Even though the fasting plasma glucose test is used most frequently in diagnosing diabetes, sometimes the results can be wrong. In some instances, if you have a normal result in the afternoon, you may have an abnormal result in the morning. It is therefore suggested that the test be repeated to check the results are accurate, especially if the test has diagnosed you with diabetes.

Random Plasma Glucose Test

If you experience very few of the symptoms of diabetes, the doctor may wish to do a random plasma glucose test. Like the FPG test, it is necessary to do two random tests to diagnose diabetes. Two random values above 11.1mmol/L are indicative of diabetes.

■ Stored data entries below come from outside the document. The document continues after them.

use std::cell::{Cell, RefCell};
use std::rc::{Rc, Weak};

thread_local! {
    static CURRENT_SCOPE: RefCell<Option<Weak<ScopeInner>>> = const { RefCell::new(None) };
}

/// Owner of everything a mounted instance must release on teardown.
pub struct Scope {
    inner: Rc<ScopeInner>,
}

struct ScopeInner {
    disposers: RefCell<Vec<Box<dyn FnOnce()>>>,
    children: RefCell<Vec<Scope>>,
    disposed: Cell<bool>,
}

impl Default for Scope {
    fn default() -> Self {
        Self::new()
    }
}

impl Scope {
    pub fn new() -> Self {
        Self {
            inner: Rc::new(ScopeInner {
                disposers: RefCell::new(Vec::new()),
                children: RefCell::new(Vec::new()),
                disposed: Cell::new(false),
            }),
        }
    }

    pub fn run<R>(&self, f: impl FnOnce() -> R) -> R {
        let prev = CURRENT_SCOPE.with(|current| {
            current
                .borrow_mut()
                .replace(Rc::downgrade(&self.inner))
        });
        let result = f();
        CURRENT_SCOPE.with(|current| *current.borrow_mut() = prev);
        result
    }

    /// Registers a cleanup. On an already disposed scope it runs right away.
    pub fn add_disposer(&self, disposer: impl FnOnce() + 'static) {
        if self.inner.disposed.get() {
            disposer();
            return;
        }
        self.inner.disposers.borrow_mut().push(Box::new(disposer));
    }

    pub fn child(&self) -> Scope {
        let child = Scope::new();
        if self.inner.disposed.get() {
            child.inner.disposed.set(true);
        } else {
            self.inner.children.borrow_mut().push(child.clone());
        }
        child
    }

    pub fn is_disposed(&self) -> bool {
        self.inner.disposed.get()
    }

    /// Children first, then this scope's disposers in registration order.
    pub fn dispose(self) {
        self.inner.dispose();
    }
}

impl ScopeInner {
    fn dispose(&self) {
        if self.disposed.replace(true) {
            return;
        }
        let children = std::mem::take(&mut *self.children.borrow_mut());
        for child in children {
            child.dispose();
        }

        let disposers = std::mem::take(&mut *self.disposers.borrow_mut());
        for disposer in disposers {
            disposer();
        }
    }
}

impl Clone for Scope {
    fn clone(&self) -> Self {
        Self {
            inner: self.inner.clone(),
        }
    }
}

pub fn current_scope() -> Option<Scope> {
    CURRENT_SCOPE.with(|current| {
        current
            .borrow()
            .as_ref()
            .and_then(|weak| weak.upgrade().map(|inner| Scope { inner }))
    })
}

/// Runs `f` now and hands its cleanup to the current scope, if any.
pub fn scoped_effect<F>(f: F)
where
    F: FnOnce() -> Box<dyn FnOnce()>,
{
    let cleanup = f();
    if let Some(scope) = current_scope() {
        scope.add_disposer(cleanup);
    } else {
        log::warn!("scoped_effect called outside of a scope; cleanup dropped");
    }
}

impl Drop for ScopeInner {
    fn drop(&mut self) {
        self.dispose();
    }
}
use std::rc::Rc;

use anyhow::ensure;
use virtualized_core::{Modifier, View, new_view_id};
use virtualized_ui::{HeadlessFeed, VirtualizedConfig, Window};
use web_time::Duration;

const ITEMS: usize = 200;
const VIEWPORT: (f32, f32) = (1280.0, 800.0);

/// Card heights vary so swaps actually move the page.
fn card(i: usize) -> Rc<dyn Fn() -> View> {
    let id = new_view_id();
    let title = new_view_id();
    let body = new_view_id();
    let height = 180.0 + (i % 7) as f32 * 60.0;
    Rc::new(move || {
        View::element(id, "article").with_children(vec![
            View::text(title, format!("Post #{}", i + 1)),
            View::element(body, "p").modifier(Modifier::new().height(height)),
        ])
    })
}

fn report(feed: &HeadlessFeed, label: &str) {
    log::info!(
        "{label}: scroll_y={:.0} doc={:.0} rendered={}/{}",
        feed.window().scroll_y(),
        feed.window().document_height(),
        feed.rendered_count(),
        feed.len()
    );
}

fn main() -> anyhow::Result<()> {
    env_logger::init();
    log::info!("Starting scroll feed demo ({ITEMS} items)");

    let mut feed = HeadlessFeed::new(VIEWPORT.0, VIEWPORT.1);
    let config = VirtualizedConfig::new()
        .visible_offset(400.0)
        .root_element("li", "feed-row");
    for i in 0..ITEMS {
        feed.push(config.clone(), card(i));
    }

    feed.pump();
    report(&feed, "mounted");
    feed.advance(Duration::from_millis(100));
    report(&feed, "settled");

    // A fling: many scroll events, one per frame, without pauses long enough
    // for visibility to settle.
    for step in 1..=60 {
        let y = feed.window().scroll_y() + 250.0;
        feed.scroll_to(y);
        feed.frame();
        feed.advance(Duration::from_millis(16));
        if step % 20 == 0 {
            report(&feed, &format!("fling step {step}"));
        }
    }
    feed.advance(Duration::from_millis(100));
    feed.frame();
    report(&feed, "fling settled");

    let compensations: u64 = feed.items().map(|i| i.stats().compensations).sum();
    let flips: u64 = feed.items().map(|i| i.stats().flips).sum();
    log::info!("compensations={compensations} flips={flips}");

    ensure!(
        feed.rendered_count() < ITEMS / 4,
        "virtualization kept {} of {ITEMS} items rendered",
        feed.rendered_count()
    );
    Ok(())
}
use std::cell::Cell;

use crate::Modifier;

pub type ViewId = u64;

thread_local! {
    static NEXT_VIEW_ID: Cell<ViewId> = const { Cell::new(1) };
}

/// Allocates an id that stays stable for as long as its owner keeps it.
pub fn new_view_id() -> ViewId {
    NEXT_VIEW_ID.with(|n| {
        let id = n.get();
        n.set(id + 1);
        id
    })
}

#[derive(Clone, Debug, PartialEq)]
pub enum ViewKind {
    /// A host element such as `div` or `li`.
    Element { tag: String },
    Text(String),
}

#[derive(Clone, Debug, PartialEq)]
pub struct View {
    pub id: ViewId,
    pub kind: ViewKind,
    pub modifier: Modifier,
    pub children: Vec<View>,
}

impl View {
    pub fn new(id: ViewId, kind: ViewKind) -> Self {
        View {
            id,
            kind,
            modifier: Modifier::default(),
            children: vec![],
        }
    }
    pub fn element(id: ViewId, tag: impl Into<String>) -> Self {
        Self::new(id, ViewKind::Element { tag: tag.into() })
    }
    pub fn text(id: ViewId, text: impl Into<String>) -> Self {
        Self::new(id, ViewKind::Text(text.into()))
    }
    pub fn modifier(mut self, m: Modifier) -> Self {
        self.modifier = m;
        self
    }
    pub fn with_children(mut self, kids: Vec<View>) -> Self {
        self.children = kids;
        self
    }
    pub fn child(mut self, kid: View) -> Self {
        self.children.push(kid);
        self
    }

    pub fn tag(&self) -> Option<&str> {
        match &self.kind {
            ViewKind::Element { tag } => Some(tag.as_str()),
            ViewKind::Text(_) => None,
        }
    }

    /// Depth-first lookup.
    pub fn find(&self, id: ViewId) -> Option<&View> {
        if self.id == id {
            return Some(self);
        }
        self.children.iter().find_map(|c| c.find(id))
    }
}
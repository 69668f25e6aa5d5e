use std::rc::Rc;

use virtualized_core::{Dispose, Result, ViewId};

/// The host's scrolling document, narrowed to what an item needs.
pub trait Window {
    /// Current vertical scroll offset (px).
    fn scroll_y(&self) -> f32;
    fn scroll_to(&self, y: f32);
    /// Passive listener, called after every scroll. Disposing removes it.
    fn add_scroll_listener(&self, listener: Rc<dyn Fn()>) -> Dispose;
    /// Laid-out height of `node` from the most recent layout.
    fn measure_height(&self, node: ViewId) -> Result<f32>;
}
impl Window for FakeWindow {
    fn scroll_y(&self) -> f32 {
        self.scroll_y.get()
    }

    fn scroll_to(&self, y: f32) {
        self.scrolls.borrow_mut().push(y);
        self.scroll_y.set(y);
        self.fire();
    }

    fn add_scroll_listener(&self, listener: Rc<dyn Fn()>) -> Dispose {
        let idx = {
            let mut l = self.listeners.borrow_mut();
            l.push(Some(listener));
            l.len() - 1
        };
        let listeners = self.listeners.clone();
        Dispose::new(move || listeners.borrow_mut()[idx] = None)
    }

    fn measure_height(&self, node: ViewId) -> Result<f32> {
        self.heights
            .borrow()
            .get(&node)
            .copied()
            .ok_or(Error::NoBox(node))
    }
}

struct Harness {
    window: Rc<FakeWindow>,
    proximity: Rc<SyntheticProximity>,
    scheduler: Rc<ManualScheduler>,
    item: VirtualizedItem,
    invalidations: Rc<Cell<u32>>,
}

impl Harness {
    fn new(config: VirtualizedConfig) -> Self {
        Self::with_proximity(config, SyntheticProximity::new())
    }

    fn with_proximity(config: VirtualizedConfig, proximity: SyntheticProximity) -> Self {
        let window = Rc::new(FakeWindow::default());
        let proximity = Rc::new(proximity);
        let scheduler = Rc::new(ManualScheduler::new());
        let body = new_view_id();
        let item = VirtualizedItem::mount(
            config,
            Rc::new(move || View::text(body, "row")),
            ItemEnv {
                window: window.clone(),
                proximity: proximity.clone(),
                scheduler: scheduler.clone(),
            },
        );
        let invalidations = Rc::new(Cell::new(0));
        {
            let invalidations = invalidations.clone();
            item.on_invalidate(move || invalidations.set(invalidations.get() + 1));
        }
        Self {
            window,
            proximity,
            scheduler,
            item,
            invalidations,
        }
    }

    /// render + commit, as a host would after layout.
    fn pass(&self) -> View {
        let view = self.item.render();
        self.item.commit();
        view
    }

    fn emit(&self, intersecting: bool) {
        self.proximity.emit(self.item.root_id(), intersecting);
    }

    fn advance_ms(&self, ms: u64) {
        self.scheduler.advance(Duration::from_millis(ms));
    }
}

fn placeholder_of(view: &View) -> &View {
    assert_eq!(view.children.len(), 1);
    &view.children[0]
}

#[test]
fn placeholder_uses_default_height_before_any_signal() {
    let h = Harness::new(VirtualizedConfig::new().default_height(300.0));
    let view = h.pass();

    assert_eq!(view.tag(), Some("div"));
    assert_eq!(view.modifier.class.as_deref(), Some("virtualized"));
    let placeholder = placeholder_of(&view);
    assert_eq!(placeholder.id, h.item.placeholder_id());
    assert_eq!(placeholder.modifier.height, Some(300.0));
    assert_eq!(
        placeholder.modifier.class.as_deref(),
        Some("virtualized-placeholder")
    );
    assert!(placeholder.children.is_empty());
    assert_eq!(h.item.rendered(), Some(RenderDecision::Placeholder));
    assert!(h.item.is_subscribed());
}

#[test]
fn settled_enter_renders_content_and_compensates_scroll() {
    let h = Harness::new(VirtualizedConfig::new());
    h.pass();
    h.window.user_scroll(1000.0);
    h.scheduler.run_frame();
    assert!(!h.item.is_scrolling());
    assert_eq!(h.item.last_scroll_y(), 1000.0);

    h.emit(true);
    h.advance_ms(99);
    assert_eq!(h.item.decision(), RenderDecision::Placeholder);
    assert_eq!(h.invalidations.get(), 0);

    h.advance_ms(1);
    assert!(h.item.visibility().is_visible);
    assert_eq!(h.invalidations.get(), 1);

    h.window.set_height(h.item.content_id(), 450.0);
    let view = h.pass();
    let content = placeholder_of(&view);
    assert_eq!(content.id, h.item.content_id());
    assert_eq!(content.modifier.min_height, Some(300.0));
    assert_eq!(content.children.len(), 1);

    assert_eq!(*h.window.scrolls.borrow(), vec![1150.0]);
    assert_eq!(h.item.height(), 450.0);
    assert_eq!(h.item.stats().compensations, 1);

    // Next render reserves the measured height.
    let view = h.pass();
    assert_eq!(placeholder_of(&view).modifier.min_height, Some(450.0));
    assert_eq!(h.window.scrolls.borrow().len(), 1);
}

#[test]
fn stay_rendered_keeps_content_after_leaving() {
    let h = Harness::new(VirtualizedConfig::new().stay_rendered(true));
    h.pass();
    h.emit(true);
    h.advance_ms(100);
    h.window.set_height(h.item.content_id(), 300.0);
    h.pass();

    h.emit(false);
    h.advance_ms(100);
    let state = h.item.visibility();
    assert!(!state.is_visible);
    assert!(state.was_ever_visible);
    assert_eq!(h.item.decision(), RenderDecision::Rendered);
    assert_eq!(h.pass().children[0].id, h.item.content_id());
}

#[test]
fn quick_exit_then_enter_never_shows_placeholder() {
    let h = Harness::new(VirtualizedConfig::new().initial_visible(true));
    h.window.set_height(h.item.content_id(), 300.0);
    h.pass();
    assert_eq!(h.item.rendered(), Some(RenderDecision::Rendered));

    h.emit(false);
    h.advance_ms(50);
    h.emit(true);
    // Past the first signal's deadline: it was superseded.
    h.advance_ms(60);
    assert!(h.item.visibility().is_visible);
    assert_eq!(h.item.decision(), RenderDecision::Rendered);
    h.advance_ms(100);
    assert!(h.item.visibility().is_visible);
    assert_eq!(h.invalidations.get(), 0);
    assert_eq!(h.item.stats().flips, 0);
    assert_eq!(h.item.stats().placeholder_renders, 0);
}

#[test]
fn sub_pixel_change_is_ignored() {
    let h = Harness::new(VirtualizedConfig::new().initial_visible(true));
    h.window.set_height(h.item.content_id(), 300.5);
    h.pass();

    assert!(h.window.scrolls.borrow().is_empty());
    assert_eq!(h.item.height(), 300.0);
    assert_eq!(h.item.stats().compensations, 0);
    assert_eq!(h.item.stats().height_writes, 0);
}

#[test]
fn burst_of_signals_applies_only_the_last() {
    let h = Harness::new(VirtualizedConfig::new());
    h.pass();
    for (i, v) in [true, false, true, false, true].into_iter().enumerate() {
        if i > 0 {
            h.advance_ms(20);
        }
        h.emit(v);
    }
    assert!(h.item.has_pending_flip());
    h.advance_ms(99);
    assert!(!h.item.visibility().is_visible);
    h.advance_ms(1);
    assert!(h.item.visibility().is_visible);
    assert_eq!(h.item.stats().flips, 1);
    assert_eq!(h.item.stats().signals, 5);
}
//! Cancellable delayed continuations.
//!
//! Hosts supply a [`Scheduler`]: one-shot timeouts (`setTimeout` on the web)
//! and next-frame callbacks (`requestAnimationFrame`). Both hand back a
//! [`TaskId`] that can be cancelled before the task runs.
//!
//! [`ManualScheduler`] is the deterministic implementation used by tests and
//! headless hosts: time only moves when [`ManualScheduler::advance`] is called
//! and frames only tick on [`ManualScheduler::run_frame`].

use std::cell::{Cell, RefCell};

use slotmap::{SlotMap, new_key_type};
use web_time::Duration;

use crate::clock::{Clock, TestClock};

new_key_type! {
    pub struct TaskId;
}

pub type Task = Box<dyn FnOnce()>;

pub trait Scheduler {
    fn clock(&self) -> &dyn Clock;
    fn set_timeout(&self, delay: Duration, task: Task) -> TaskId;
    fn request_frame(&self, task: Task) -> TaskId;
    /// Returns `false` when the task already ran or was cancelled before.
    fn cancel(&self, id: TaskId) -> bool;
}

enum Due {
    At(Duration),
    Frame(u64),
}

struct Entry {
    due: Due,
    seq: u64,
    task: Task,
}

pub struct ManualScheduler {
    clock: TestClock,
    tasks: RefCell<SlotMap<TaskId, Entry>>,
    seq: Cell<u64>,
    frame: Cell<u64>,
}

impl Default for ManualScheduler {
    fn default() -> Self {
        Self::new()
    }
}

impl ManualScheduler {
    pub fn new() -> Self {
        Self::with_clock(TestClock::new())
    }

    pub fn with_clock(clock: TestClock) -> Self {
        Self {
            clock,
            tasks: RefCell::new(SlotMap::with_key()),
            seq: Cell::new(0),
            frame: Cell::new(0),
        }
    }

    pub fn clock(&self) -> &TestClock {
        &self.clock
    }

    pub fn now(&self) -> Duration {
        self.clock.elapsed()
    }

    pub fn pending_timeouts(&self) -> usize {
        self.tasks
            .borrow()
            .values()
            .filter(|e| matches!(e.due, Due::At(_)))
            .count()
    }

    pub fn pending_frames(&self) -> usize {
        self.tasks
            .borrow()
            .values()
            .filter(|e| matches!(e.due, Due::Frame(_)))
            .count()
    }

    /// Moves virtual time forward, running every timeout that falls due in
    /// deadline order. Timeouts scheduled by a running task are honoured if
    /// they fall inside the window. Returns the number of tasks run.
    pub fn advance(&self, by: Duration) -> usize {
        let target = self.clock.elapsed() + by;
        let mut ran = 0;
        loop {
            let next = {
                let tasks = self.tasks.borrow();
                tasks
                    .iter()
                    .filter_map(|(id, e)| match e.due {
                        Due::At(at) if at <= target => Some((at, e.seq, id)),
                        _ => None,
                    })
                    .min()
            };
            let Some((at, _, id)) = next else { break };
            let entry = self.tasks.borrow_mut().remove(id);
            if let Some(entry) = entry {
                self.clock.set_elapsed(at);
                (entry.task)();
                ran += 1;
            }
        }
        self.clock.set_elapsed(target);
        ran
    }

    /// Runs one animation frame: every frame task requested before this call.
    /// Frame requests made while the frame runs land in the next frame.
    pub fn run_frame(&self) -> usize {
        let frame = self.frame.get();
        self.frame.set(frame + 1);

        let mut due: Vec<(u64, TaskId)> = self
            .tasks
            .borrow()
            .iter()
            .filter_map(|(id, e)| match e.due {
                Due::Frame(f) if f <= frame => Some((e.seq, id)),
                _ => None,
            })
            .collect();
        due.sort_unstable();

        let mut ran = 0;
        for (_, id) in due {
            // An earlier task in this frame may have cancelled it.
            let entry = self.tasks.borrow_mut().remove(id);
            if let Some(entry) = entry {
                (entry.task)();
                ran += 1;
            }
        }
        ran
    }

    fn push(&self, due: Due, task: Task) -> TaskId {
        let seq = self.seq.get();
        self.seq.set(seq + 1);
        self.tasks.borrow_mut().insert(Entry { due, seq, task })
    }
}

impl Scheduler for ManualScheduler {
    fn clock(&self) -> &dyn Clock {
        &self.clock
    }

    fn set_timeout(&self, delay: Duration, task: Task) -> TaskId {
        let at = self.clock.elapsed() + delay;
        self.push(Due::At(at), task)
    }

    fn request_frame(&self, task: Task) -> TaskId {
        self.push(Due::Frame(self.frame.get()), task)
    }

    fn cancel(&self, id: TaskId) -> bool {
        self.tasks.borrow_mut().remove(id).is_some()
    }
}
#[derive(Clone, Copy, Debug, Default, PartialEq)]
#[cfg_attr(feature = "serde", derive(serde::Serialize, serde::Deserialize))]
pub struct Rect {
    pub x: f32,
    pub y: f32,
    pub w: f32,
    pub h: f32,
}

impl Rect {
    pub fn new(x: f32, y: f32, w: f32, h: f32) -> Self {
        Self { x, y, w, h }
    }

    pub fn bottom(&self) -> f32 {
        self.y + self.h
    }

    /// Grows the rect by `margin` above and below. Negative margins shrink it
    /// (height never goes below zero).
    pub fn inflate_y(&self, margin: f32) -> Rect {
        let h = (self.h + 2.0 * margin).max(0.0);
        Rect {
            x: self.x,
            y: self.y - margin,
            w: self.w,
            h,
        }
    }

    /// Vertical overlap test. A zero-height rect counts when it sits inside
    /// `region`, so empty nodes can still be detected.
    pub fn overlaps_y(&self, region: &Rect) -> bool {
        if self.h <= 0.0 {
            return self.y >= region.y && self.y <= region.bottom();
        }
        self.y < region.bottom() && region.y < self.bottom()
    }
}
use web_time::Duration;

use virtualized_core::join_classes;

use crate::proximity::ProximityRoot;

pub const DEFAULT_HEIGHT: f32 = 300.0;
pub const DEFAULT_VISIBLE_OFFSET: f32 = 1000.0;
/// Quiet period a proximity signal must survive before it flips visibility.
pub const SETTLE_DELAY: Duration = Duration::from_millis(100);
/// Height changes at or below this many px are layout noise.
pub const HEIGHT_EPSILON: f32 = 1.0;

pub const ROOT_CLASS: &str = "virtualized";
pub const PLACEHOLDER_CLASS: &str = "virtualized-placeholder";
pub const DEFAULT_ELEMENT: &str = "div";

/// Per-instance settings, fixed at mount.
#[derive(Clone, Debug, PartialEq)]
#[cfg_attr(
    feature = "serde",
    derive(serde::Serialize, serde::Deserialize),
    serde(default)
)]
pub struct VirtualizedConfig {
    pub initial_visible: bool,
    /// Placeholder height before anything has been measured (px).
    pub default_height: f32,
    /// Proximity margin above and below the root box (px).
    pub visible_offset: f32,
    pub stay_rendered: bool,
    pub root: ProximityRoot,
    pub root_element: String,
    pub root_element_class: String,
    pub placeholder_element: String,
    pub placeholder_element_class: String,
    pub settle_delay: Duration,
    pub height_epsilon: f32,
}

impl Default for VirtualizedConfig {
    fn default() -> Self {
        Self {
            initial_visible: false,
            default_height: DEFAULT_HEIGHT,
            visible_offset: DEFAULT_VISIBLE_OFFSET,
            stay_rendered: false,
            root: ProximityRoot::Viewport,
            root_element: DEFAULT_ELEMENT.to_string(),
            root_element_class: String::new(),
            placeholder_element: DEFAULT_ELEMENT.to_string(),
            placeholder_element_class: String::new(),
            settle_delay: SETTLE_DELAY,
            height_epsilon: HEIGHT_EPSILON,
        }
    }
}

impl VirtualizedConfig {
    pub fn new() -> Self {
        Self::default()
    }
    pub fn initial_visible(mut self, v: bool) -> Self {
        self.initial_visible = v;
        self
    }
    pub fn default_height(mut self, px: f32) -> Self {
        self.default_height = px;
        self
    }
    pub fn visible_offset(mut self, px: f32) -> Self {
        self.visible_offset = px;
        self
    }
    pub fn stay_rendered(mut self, v: bool) -> Self {
        self.stay_rendered = v;
        self
    }
    pub fn root(mut self, root: ProximityRoot) -> Self {
        self.root = root;
        self
    }
    pub fn root_element(mut self, tag: impl Into<String>, class: impl Into<String>) -> Self {
        self.root_element = tag.into();
        self.root_element_class = class.into();
        self
    }
    pub fn placeholder_element(mut self, tag: impl Into<String>, class: impl Into<String>) -> Self {
        self.placeholder_element = tag.into();
        self.placeholder_element_class = class.into();
        self
    }
    pub fn settle_delay(mut self, d: Duration) -> Self {
        self.settle_delay = d;
        self
    }
    pub fn height_epsilon(mut self, px: f32) -> Self {
        self.height_epsilon = px;
        self
    }

    pub fn root_classes(&self) -> String {
        join_classes(ROOT_CLASS, &self.root_element_class)
    }

    pub fn placeholder_classes(&self) -> String {
        join_classes(PLACEHOLDER_CLASS, &self.placeholder_element_class)
    }

    /// Replaces values that cannot be honoured with their defaults.
    pub fn sanitized(mut self) -> Self {
        if !self.default_height.is_finite() {
            log::warn!(
                "default_height {} is not finite; using {DEFAULT_HEIGHT}",
                self.default_height
            );
            self.default_height = DEFAULT_HEIGHT;
        } else if self.default_height < 0.0 {
            log::warn!("default_height {} is negative; using 0", self.default_height);
            self.default_height = 0.0;
        }
        if !self.visible_offset.is_finite() {
            log::warn!(
                "visible_offset {} is not finite; using {DEFAULT_VISIBLE_OFFSET}",
                self.visible_offset
            );
            self.visible_offset = DEFAULT_VISIBLE_OFFSET;
        }
        if !self.height_epsilon.is_finite() || self.height_epsilon < 0.0 {
            log::warn!(
                "height_epsilon {} is invalid; using {HEIGHT_EPSILON}",
                self.height_epsilon
            );
            self.height_epsilon = HEIGHT_EPSILON;
        }
        if self.root_element.trim().is_empty() {
            self.root_element = DEFAULT_ELEMENT.to_string();
        }
        if self.placeholder_element.trim().is_empty() {
            self.placeholder_element = DEFAULT_ELEMENT.to_string();
        }
        self
    }
}
pub use crate::clock::{Clock, SystemClock, TestClock};
pub use crate::effects::{Dispose, effect, on_unmount};
pub use crate::error::{Error, Result};
pub use crate::geometry::Rect;
pub use crate::modifier::{Modifier, join_classes};
pub use crate::scheduler::{ManualScheduler, Scheduler, Task, TaskId};
pub use crate::scope::{Scope, current_scope, scoped_effect};
pub use crate::signal::{Signal, SubId, signal};
pub use crate::view::{View, ViewId, ViewKind, new_view_id};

Oral Glucose Tolerance Test (OGTT)

Another test used to help diagnose diabetes is the Oral Glucose Tolerance Test (OGTT). This test takes less time than the FPG test and is used frequently in general practice. It is often used if an FPG test has indicated that you don’t have diabetes, but you still experience many of the symptoms or have many risk factors for developing the condition.

The test involves you drinking a solution with a specified concentration of glucose within it, then having a blood sample taken two hours later. The results are as follows:

  • Glucose concentrations up to 140mg/dL are normal
  • Glucose concentrations from 140 to 199mg/dL indicate impaired glucose tolerance
  • Any glucose concentration above 200mg/dL indicates diabetes

When taking the test, approximately 2% of us will be found to have diabetes, whereas 5% will be found to have impaired glucose tolerance. Impaired glucose tolerance does not itself require further treatment, however it is a risk factor for the development of both diabetes and heart disease (cardiovascular disease).

Both the FPG and OGTT require you to have not eaten for the previous 8 hours. It is for this reason that these tests are usually done first thing in the morning.

Autoantibody Test

Sometimes, it may be necessary to do a test called the autoantibody test. The main cause of type 1 diabetes is the autoimmune destruction of the β cells of the pancreas. This test allows the doctor to check for any auto-antibodies within your blood that may be damaging your pancreas.